■ Your task ■
Keep every line of the data below that has the string "operand" and present those lines.

***

//! JSON manipulation utilities and extensions for the Vantage framework.
//!
//! Provides utilities for deep merging JSON objects, pointer-based access,
//! and common JSON manipulation patterns used throughout the framework.

use miette::{Diagnostic, Result};
use serde_json::{Map, Value};
use std::collections::HashMap;
use thiserror::Error;

/// Errors that can occur during JSON operations.
#[derive(Debug, Error, Diagnostic)]
pub enum JsonError {
    /// Invalid JSON pointer format.
    #[error("Invalid JSON pointer: {pointer}")]
    #[diagnostic(code(vantage::json::invalid_pointer))]
    InvalidPointer { pointer: String },

    /// JSON merge conflict that cannot be resolved.
    #[error("Merge conflict at path '{path}': cannot merge {left_type} with {right_type}")]
    #[diagnostic(code(vantage::json::merge_conflict))]
    MergeConflict {
        path: String,
        left_type: String,
        right_type: String,
    },

    /// Serialization/deserialization error.
    #[error("JSON serialization error: {source}")]
    #[diagnostic(code(vantage::json::serde))]
    Serde {
        #[from]
        source: serde_json::Error,
    },
}

/// Strategy for handling conflicts during JSON merges.
#[derive(Debug, Clone, Copy, PartialEq, Eq)]
pub enum MergeStrategy {
    /// Prefer values from the left operand when conflicts occur.
    PreferLeft,
    /// Prefer values from the right operand when conflicts occur.
    PreferRight,
    /// Fail on any merge conflict.
    FailOnConflict,
    /// Attempt to merge values recursively, failing only on type mismatches.
    DeepMerge,
}

/// Performs deep merge of two JSON values according to the specified strategy.
///
/// # Parameters
/// * `left` - Left operand for the merge
/// * `right` - Right operand for the merge  
/// * `strategy` - Strategy for handling conflicts
///
/// # Returns
/// Merged JSON value or error if merge fails
///
/// # Examples
///
/// ```rust
/// use vantage::utils::json_ext::{deep_merge, MergeStrategy};
/// use serde_json::{json, Value};
///
/// let left = json!({"a": 1, "b": {"x": 10}});
/// let right = json!({"b": {"y": 20}, "c": 3});
///
/// let merged = deep_merge(&left, &right, MergeStrategy::DeepMerge).unwrap();
/// let expected = json!({"a": 1, "b": {"x": 10, "y": 20}, "c": 3});
/// assert_eq!(merged, expected);
/// ```
pub fn deep_merge(
    left: &Value,
    right: &Value,
    strategy: MergeStrategy,
) -> Result<Value, JsonError> {
    deep_merge_with_path(left, right, strategy, "")
}

/// Internal function that tracks the current path for better error reporting.
fn deep_merge_with_path(
    left: &Value,
    right: &Value,
    strategy: MergeStrategy,
    path: &str,
) -> Result<Value, JsonError> {
    match (left, right) {
        // Both are objects - merge recursively
        (Value::Object(left_obj), Value::Object(right_obj)) => {
            let mut result = Map::new();

            // Add all keys from left
            for (key, value) in left_obj {
                let current_path = if path.is_empty() {
                    key.clone()
                } else {
                    format!("{}.{}", path, key)
                };

                if let Some(right_value) = right_obj.get(key) {
                    // Key exists in both - merge recursively
                    let merged = deep_merge_with_path(value, right_value, strategy, &current_path)?;
                    result.insert(key.clone(), merged);
                } else {
                    // Key only in left
                    result.insert(key.clone(), value.clone());
                }
            }

            // Add keys that only exist in right
            for (key, value) in right_obj {
                if !left_obj.contains_key(key) {
                    result.insert(key.clone(), value.clone());
                }
            }

            Ok(Value::Object(result))
        }

        // Both are arrays - strategy determines behavior
        (Value::Array(left_arr), Value::Array(right_arr)) => match strategy {
            MergeStrategy::PreferLeft => Ok(Value::Array(left_arr.clone())),
            MergeStrategy::PreferRight => Ok(Value::Array(right_arr.clone())),
            MergeStrategy::FailOnConflict => Err(JsonError::MergeConflict {
                path: path.to_string(),
                left_type: "array".to_string(),
                right_type: "array".to_string(),
            }),
            MergeStrategy::DeepMerge => {
                // Concatenate arrays
                let mut result = left_arr.clone();
                result.extend(right_arr.clone());
                Ok(Value::Array(result))
            }
        },

        // Same primitive values
        (left_val, right_val) if left_val == right_val => Ok(left_val.clone()),

        // Different values - strategy determines behavior
        (left_val, right_val) => match strategy {
            MergeStrategy::PreferLeft => Ok(left_val.clone()),
            MergeStrategy::PreferRight => Ok(right_val.clone()),
            MergeStrategy::FailOnConflict => Err(JsonError::MergeConflict {
                path: path.to_string(),
                left_type: get_value_type(left_val).to_string(),
                right_type: get_value_type(right_val).to_string(),
            }),
            MergeStrategy::DeepMerge => {
                // For primitives in deep merge, prefer right
                Ok(right_val.clone())
            }
        },
    }
}

/// Get a human-readable type name for a JSON value.
fn get_value_type(value: &Value) -> &'static str {
    match value {
        Value::Null => "null",
        Value::Bool(_) => "boolean",
        Value::Number(_) => "number",
        Value::String(_) => "string",
        Value::Array(_) => "array",
        Value::Object(_) => "object",
    }
}

/// Merge multiple JSON values using the specified strategy.
///
/// # Parameters
/// * `values` - Iterator of JSON values to merge
/// * `strategy` - Strategy for handling conflicts
///
/// # Returns
/// Merged JSON value or error if merge fails
///
/// # Examples
///
/// ```rust
/// use vantage::utils::json_ext::{merge_multiple, MergeStrategy};
/// use serde_json::json;
///
/// let values = vec![
///     json!({"a": 1}),
///     json!({"b": 2}),
///     json!({"c": 3}),
/// ];
///
/// let merged = merge_multiple(values.iter(), MergeStrategy::DeepMerge).unwrap();
/// let expected = json!({"a": 1, "b": 2, "c": 3});
/// assert_eq!(merged, expected);
/// ```
pub fn merge_multiple<'a, I>(values: I, strategy: MergeStrategy) -> Result<Value, JsonError>
where
    I: IntoIterator<Item = &'a Value>,
{
    let mut result = Value::Object(Map::new());
    for value in values {
        result = deep_merge(&result, value, strategy)?;
    }
    Ok(result)
}

/// Get a value using a JSON pointer-like path.
///
/// # Parameters
/// * `value` - JSON value to search in
/// * `path` - Dot-separated path (e.g., "user.profile.name")
///
/// # Returns
/// Reference to the value if found, None otherwise
///
/// # Examples
///
/// ```rust
/// use vantage::utils::json_ext::get_by_path;
/// use serde_json::json;
///
/// let data = json!({"user": {"profile": {"name": "Alice"}}});
/// let name = get_by_path(&data, "user.profile.name");
/// assert_eq!(name, Some(&json!("Alice")));
/// ```
#[must_use]
pub fn get_by_path<'a>(value: &'a Value, path: &str) -> Option<&'a Value> {
    if path.is_empty() {
        return Some(value);
    }

    let parts: Vec<&str> = path.split('.').collect();
    let mut current = value;

    for part in parts {
        match current {
            Value::Object(obj) => {
                current = obj.get(part)?;
            }
            Value::Array(arr) => {
                let index: usize = part.parse().ok()?;
                current = arr.get(index)?;
            }
            _ => return None,
        }
    }

    Some(current)
}

/// Set a value using a JSON pointer-like path, creating intermediate objects as needed.
///
/// # Parameters
/// * `target` - Mutable JSON value to modify
/// * `path` - Dot-separated path (e.g., "user.profile.name")
/// * `value` - Value to set
///
/// # Returns
/// Result indicating success or failure
///
/// # Examples
///
/// ```rust
/// use vantage::utils::json_ext::set_by_path;
/// use serde_json::{json, Value};
///
/// let mut data = json!({});
/// set_by_path(&mut data, "user.profile.name", json!("Alice")).unwrap();
///
/// let expected = json!({"user": {"profile": {"name": "Alice"}}});
/// assert_eq!(data, expected);
/// ```
pub fn set_by_path(target: &mut Value, path: &str, value: Value) -> Result<(), JsonError> {
    if path.is_empty() {
        *target = value;
        return Ok(());
    }

    let parts: Vec<&str> = path.split('.').collect();
    let mut current = target;

    // Navigate to the parent of the target location
    for part in &parts[..parts.len() - 1] {
        match current {
            Value::Object(obj) => {
                current = obj
                    .entry(part.to_string())
                    .or_insert_with(|| Value::Object(Map::new()));
            }
            _ => {
                return Err(JsonError::InvalidPointer {
                    pointer: path.to_string(),
                });
            }
        }
    }

    // Set the final value
    let final_key = parts[parts.len() - 1];
    match current {
        Value::Object(obj) => {
            obj.insert(final_key.to_string(), value);
            Ok(())
        }
        _ => Err(JsonError::InvalidPointer {
            pointer: path.to_string(),
        }),
    }
}

/// Check if a JSON value has a specific structure.
///
/// # Parameters
/// * `value` - JSON value to validate
/// * `expected_keys` - Expected object keys
///
/// # Returns
/// True if the value is an object containing all expected keys
///
/// # Examples
///
/// ```rust
/// use vantage::utils::json_ext::has_structure;
/// use serde_json::json;
///
/// let data = json!({"name": "Alice", "age": 30, "email": "alice@example.com"});
/// assert!(has_structure(&data, &["name", "email"]));
/// assert!(!has_structure(&data, &["name", "phone"]));
/// ```
#[must_use]
pub fn has_structure(value: &Value, expected_keys: &[&str]) -> bool {
    match value {
        Value::Object(obj) => expected_keys.iter().all(|key| obj.contains_key(*key)),
        _ => false,
    }
}

/// Convert a HashMap to a JSON object.
///
/// # Parameters
/// * `map` - HashMap to convert
///
/// # Returns
/// JSON object representation
pub fn hashmap_to_json<V: Into<Value>>(map: HashMap<String, V>) -> Value {
    let json_map: Map<String, Value> = map.into_iter().map(|(k, v)| (k, v.into())).collect();
    Value::Object(json_map)
}

/// Extension trait for JSON Value providing additional utility methods.
pub trait JsonValueExt {
    /// Get a value by path with a default if not found.
    fn get_path_or<'a>(&'a self, path: &str, default: &'a Value) -> &'a Value;

    /// Check if this value is an empty object or array.
    fn is_empty_container(&self) -> bool;

    /// Get the number of elements (for objects/arrays) or 1 (for primitives).
    fn element_count(&self) -> usize;

    /// Get all keys if this is an object.
    fn keys(&self) -> Vec<String>;

    /// Deep clone with type conversion.
    fn deep_clone(&self) -> Value;
}

impl JsonValueExt for Value {
    fn get_path_or<'a>(&'a self, path: &str, default: &'a Value) -> &'a Value {
        get_by_path(self, path).unwrap_or(default)
    }

    fn is_empty_container(&self) -> bool {
        match self {
            Value::Object(obj) => obj.is_empty(),
            Value::Array(arr) => arr.is_empty(),
            _ => false,
        }
    }

    fn element_count(&self) -> usize {
        match self {
            Value::Object(obj) => obj.len(),
            Value::Array(arr) => arr.len(),
            _ => 1,
        }
    }

    fn keys(&self) -> Vec<String> {
        match self {
            Value::Object(obj) => obj.keys().cloned().collect(),
            _ => vec![],
        }
    }

    fn deep_clone(&self) -> Value {
        self.clone()
    }
}

/// Trait for types that can be serialized to/from JSON strings with specific error handling.
///
/// This provides a consistent interface for JSON operations throughout the framework.
/// Unlike the other utilities in this module which work with `JsonError`, this trait
/// is generic over the error type to allow different modules to use their own error types.
pub trait JsonSerializable<E>: serde::Serialize + for<'de> serde::de::DeserializeOwned {
    /// Serialize this object to a JSON string.
    ///
    /// # Errors
    ///
    /// Returns an error if serialization fails.
    fn to_json_string(&self) -> Result<String, E>;

    /// Deserialize an object from a JSON string.
    ///
    /// # Errors
    ///
    /// Returns an error if deserialization fails.
    fn from_json_str(s: &str) -> Result<Self, E>;
}

/// Helper for JSON serialization with custom error context.
///
/// This utility provides context-aware JSON serialization that can be used
/// by different modules with their own error types.
///
/// # Parameters
/// * `value` - The value to serialize
/// * `context` - Context string for error messages
/// * `error_mapper` - Function to convert serde_json::Error to the target error type
///
/// # Returns
/// JSON string or mapped error
pub fn serialize_with_context<T, E>(
    value: &T,
    context: &str,
    error_mapper: impl FnOnce(serde_json::Error, &str) -> E,
) -> Result<String, E>
where
    T: serde::Serialize,
{
    serde_json::to_string(value).map_err(|e| error_mapper(e, context))
}

/// Helper for JSON deserialization with custom error context.
///
/// This utility provides context-aware JSON deserialization that can be used
/// by different modules with their own error types.
///
/// # Parameters
/// * `json` - The JSON string to deserialize
/// * `context` - Context string for error messages
/// * `error_mapper` - Function to convert serde_json::Error to the target error type
///
/// # Returns
/// Deserialized value or mapped error
pub fn deserialize_with_context<T, E>(
    json: &str,
    context: &str,
    error_mapper: impl FnOnce(serde_json::Error, &str) -> E,
) -> Result<T, E>
where
    T: serde::de::DeserializeOwned,
{
    serde_json::from_str(json).map_err(|e| error_mapper(e, context))
}

// Inline tests moved to tests/utils.rs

***

■ Task answer ■
    /// Prefer values from the left operand when conflicts occur.
    /// Prefer values from the right operand when conflicts occur.
/// * `left` - Left operand for the merge
/// * `right` - Right operand for the merge  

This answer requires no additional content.